*** Input data ***

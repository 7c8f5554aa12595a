//! Boundary-event scripts
//!
//! A script is a JSONL file of recorded boundary events and host API calls,
//! one per line. It lets the engine be driven offline, without a browser.

use crate::events::BoundaryEvent;
use crate::Timestamp;
use serde::{Deserialize, Serialize};
use serde_json::Value;
use std::path::Path;
use thiserror::Error;
use tokio::io::{AsyncBufReadExt, AsyncWriteExt, BufReader};
use tracing::{debug, info, warn};

#[derive(Debug, Error)]
pub enum ScriptError {
    #[error("Script I/O error: {0}")]
    Io(#[from] std::io::Error),

    #[error("Invalid script line {line}: {source}")]
    Parse {
        line: u64,
        #[source]
        source: serde_json::Error,
    },

    #[error("Failed to serialize script step: {0}")]
    Serialize(#[from] serde_json::Error),
}

pub type ScriptResult<T> = Result<T, ScriptError>;

/// A host API call, made against the interaction bound to the active node
#[derive(Debug, Clone, PartialEq, Serialize, Deserialize)]
#[serde(tag = "api", rename_all = "snake_case")]
pub enum ApiCall {
    /// Bind to the current interaction, creating one if none is open
    Interaction { ts: Timestamp },

    ActionText { ts: Timestamp, text: String },

    SetName {
        ts: Timestamp,
        name: String,
        #[serde(default)]
        trigger: Option<String>,
    },

    SetAttribute {
        ts: Timestamp,
        key: String,
        value: Value,
    },

    Save { ts: Timestamp },

    Ignore { ts: Timestamp },

    End { ts: Timestamp },

    RouteName { ts: Timestamp, name: String },

    /// Arm a tracer; `tracer` is a script-local handle
    CreateTracer {
        ts: Timestamp,
        tracer: u64,
        #[serde(default)]
        name: Option<String>,
    },

    /// The tracer's callback begins
    TracerEnter {
        frame: u64,
        ts: Timestamp,
        tracer: u64,
    },

    /// The tracer's callback returns, or throws when `error` is set
    TracerExit {
        frame: u64,
        ts: Timestamp,
        tracer: u64,
        #[serde(default)]
        error: Option<String>,
    },

    /// A tracer used as a marker is resolved without a callback
    TracerEnd { ts: Timestamp, tracer: u64 },
}

impl ApiCall {
    pub fn ts(&self) -> Timestamp {
        match self {
            ApiCall::Interaction { ts }
            | ApiCall::ActionText { ts, .. }
            | ApiCall::SetName { ts, .. }
            | ApiCall::SetAttribute { ts, .. }
            | ApiCall::Save { ts }
            | ApiCall::Ignore { ts }
            | ApiCall::End { ts }
            | ApiCall::RouteName { ts, .. }
            | ApiCall::CreateTracer { ts, .. }
            | ApiCall::TracerEnter { ts, .. }
            | ApiCall::TracerExit { ts, .. }
            | ApiCall::TracerEnd { ts, .. } => *ts,
        }
    }
}

/// One line of a script
#[derive(Debug, Clone, PartialEq, Serialize, Deserialize)]
#[serde(untagged)]
pub enum ScriptStep {
    Event(BoundaryEvent),
    Api(ApiCall),
}

impl ScriptStep {
    pub fn ts(&self) -> Timestamp {
        match self {
            ScriptStep::Event(event) => event.ts(),
            ScriptStep::Api(call) => call.ts(),
        }
    }
}

impl From<BoundaryEvent> for ScriptStep {
    fn from(event: BoundaryEvent) -> Self {
        ScriptStep::Event(event)
    }
}

impl From<ApiCall> for ScriptStep {
    fn from(call: ApiCall) -> Self {
        ScriptStep::Api(call)
    }
}

/// Parse one non-blank, non-comment line
fn parse_line(line: &str, line_number: u64) -> ScriptResult<ScriptStep> {
    serde_json::from_str(line).map_err(|source| ScriptError::Parse {
        line: line_number,
        source,
    })
}

/// Read a whole script. Blank lines and `#` comments are skipped; a line
/// that does not parse aborts the read.
pub async fn read_script(path: &Path) -> ScriptResult<Vec<ScriptStep>> {
    let file = tokio::fs::File::open(path).await?;
    let reader = BufReader::new(file);
    let mut lines = reader.lines();

    let mut steps = Vec::new();
    let mut line_number = 0u64;

    while let Some(line) = lines.next_line().await? {
        line_number += 1;
        let line = line.trim();
        if line.is_empty() || line.starts_with('#') {
            continue;
        }
        steps.push(parse_line(line, line_number)?);
    }

    info!("Read {} script steps from {}", steps.len(), path.display());
    Ok(steps)
}

/// Read a script, skipping lines that do not parse
pub async fn read_script_lenient(path: &Path) -> ScriptResult<Vec<ScriptStep>> {
    let file = tokio::fs::File::open(path).await?;
    let reader = BufReader::new(file);
    let mut lines = reader.lines();

    let mut steps = Vec::new();
    let mut line_number = 0u64;

    while let Some(line) = lines.next_line().await? {
        line_number += 1;
        let line = line.trim();
        if line.is_empty() || line.starts_with('#') {
            continue;
        }
        match parse_line(line, line_number) {
            Ok(step) => steps.push(step),
            Err(err) => {
                warn!("Skipping script line: {}", err);
                debug!("Line content: {}", line);
            }
        }
    }

    Ok(steps)
}

/// Write a script, one JSON object per line, with an optional leading comment
pub async fn write_script(
    path: &Path,
    steps: &[ScriptStep],
    header: Option<&str>,
) -> ScriptResult<()> {
    let mut out = String::new();
    if let Some(header) = header {
        for line in header.lines() {
            out.push_str("# ");
            out.push_str(line);
            out.push('\n');
        }
    }
    for step in steps {
        out.push_str(&serde_json::to_string(step)?);
        out.push('\n');
    }

    let mut file = tokio::fs::File::create(path).await?;
    file.write_all(out.as_bytes()).await?;
    file.flush().await?;
    debug!("Wrote {} script steps to {}", steps.len(), path.display());
    Ok(())
}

*** End of Input data ***

## Task description
Write all the data out again, word for word.

## Task output
repository 7c8f5554aa12595a
//! Boundary-event scripts
//!
//! A script is a JSONL file of recorded boundary events and host API calls,
//! one per line. It lets the engine be driven offline, without a browser.

use crate::events::BoundaryEvent;
use crate::Timestamp;
use serde::{Deserialize, Serialize};
use serde_json::Value;
use std::path::Path;
use thiserror::Error;
use tokio::io::{AsyncBufReadExt, AsyncWriteExt, BufReader};
use tracing::{debug, info, warn};

#[derive(Debug, Error)]
pub enum ScriptError {
    #[error("Script I/O error: {0}")]
    Io(#[from] std::io::Error),

    #[error("Invalid script line {line}: {source}")]
    Parse {
        line: u64,
        #[source]
        source: serde_json::Error,
    },

    #[error("Failed to serialize script step: {0}")]
    Serialize(#[from] serde_json::Error),
}

pub type ScriptResult<T> = Result<T, ScriptError>;

/// A host API call, made against the interaction bound to the active node
#[derive(Debug, Clone, PartialEq, Serialize, Deserialize)]
#[serde(tag = "api", rename_all = "snake_case")]
pub enum ApiCall {
    /// Bind to the current interaction, creating one if none is open
    Interaction { ts: Timestamp },

    ActionText { ts: Timestamp, text: String },

    SetName {
        ts: Timestamp,
        name: String,
        #[serde(default)]
        trigger: Option<String>,
    },

    SetAttribute {
        ts: Timestamp,
        key: String,
        value: Value,
    },

    Save { ts: Timestamp },

    Ignore { ts: Timestamp },

    End { ts: Timestamp },

    RouteName { ts: Timestamp, name: String },

    /// Arm a tracer; `tracer` is a script-local handle
    CreateTracer {
        ts: Timestamp,
        tracer: u64,
        #[serde(default)]
        name: Option<String>,
    },

    /// The tracer's callback begins
    TracerEnter {
        frame: u64,
        ts: Timestamp,
        tracer: u64,
    },

    /// The tracer's callback returns, or throws when `error` is set
    TracerExit {
        frame: u64,
        ts: Timestamp,
        tracer: u64,
        #[serde(default)]
        error: Option<String>,
    },

    /// A tracer used as a marker is resolved without a callback
    TracerEnd { ts: Timestamp, tracer: u64 },
}

impl ApiCall {
    pub fn ts(&self) -> Timestamp {
        match self {
            ApiCall::Interaction { ts }
            | ApiCall::ActionText { ts, .. }
            | ApiCall::SetName { ts, .. }
            | ApiCall::SetAttribute { ts, .. }
            | ApiCall::Save { ts }
            | ApiCall::Ignore { ts }
            | ApiCall::End { ts }
            | ApiCall::RouteName { ts, .. }
            | ApiCall::CreateTracer { ts, .. }
            | ApiCall::TracerEnter { ts, .. }
            | ApiCall::TracerExit { ts, .. }
            | ApiCall::TracerEnd { ts, .. } => *ts,
        }
    }
}

/// One line of a script
#[derive(Debug, Clone, PartialEq, Serialize, Deserialize)]
#[serde(untagged)]
pub enum ScriptStep {
    Event(BoundaryEvent),
    Api(ApiCall),
}

impl ScriptStep {
    pub fn ts(&self) -> Timestamp {
        match self {
            ScriptStep::Event(event) => event.ts(),
            ScriptStep::Api(call) => call.ts(),
        }
    }
}

impl From<BoundaryEvent> for ScriptStep {
    fn from(event: BoundaryEvent) -> Self {
        ScriptStep::Event(event)
    }
}

impl From<ApiCall> for ScriptStep {
    fn from(call: ApiCall) -> Self {
        ScriptStep::Api(call)
    }
}

/// Parse one non-blank, non-comment line
fn parse_line(line: &str, line_number: u64) -> ScriptResult<ScriptStep> {
    serde_json::from_str(line).map_err(|source| ScriptError::Parse {
        line: line_number,
        source,
    })
}

/// Read a whole script. Blank lines and `#` comments are skipped; a line
/// that does not parse aborts the read.
pub async fn read_script(path: &Path) -> ScriptResult<Vec<ScriptStep>> {
    let file = tokio::fs::File::open(path).await?;
    let reader = BufReader::new(file);
    let mut lines = reader.lines();

    let mut steps = Vec::new();
    let mut line_number = 0u64;

    while let Some(line) = lines.next_line().await? {
        line_number += 1;
        let line = line.trim();
        if line.is_empty() || line.starts_with('#') {
            continue;
        }
        steps.push(parse_line(line, line_number)?);
    }

    info!("Read {} script steps from {}", steps.len(), path.display());
    Ok(steps)
}

/// Read a script, skipping lines that do not parse
pub async fn read_script_lenient(path: &Path) -> ScriptResult<Vec<ScriptStep>> {
    let file = tokio::fs::File::open(path).await?;
    let reader = BufReader::new(file);
    let mut lines = reader.lines();

    let mut steps = Vec::new();
    let mut line_number = 0u64;

    while let Some(line) = lines.next_line().await? {
        line_number += 1;
        let line = line.trim();
        if line.is_empty() || line.starts_with('#') {
            continue;
        }
        match parse_line(line, line_number) {
            Ok(step) => steps.push(step),
            Err(err) => {
                warn!("Skipping script line: {}", err);
                debug!("Line content: {}", line);
            }
        }
    }

    Ok(steps)
}

/// Write a script, one JSON object per line, with an optional leading comment
pub async fn write_script(
    path: &Path,
    steps: &[ScriptStep],
    header: Option<&str>,
) -> ScriptResult<()> {
    let mut out = String::new();
    if let Some(header) = header {
        for line in header.lines() {
            out.push_str("# ");
            out.push_str(line);
            out.push('\n');
        }
    }
    for step in steps {
        out.push_str(&serde_json::to_string(step)?);
        out.push('\n');
    }

    let mut file = tokio::fs::File::create(path).await?;
    file.write_all(out.as_bytes()).await?;
    file.flush().await?;
    debug!("Wrote {} script steps to {}", steps.len(), path.display());
    Ok(())
}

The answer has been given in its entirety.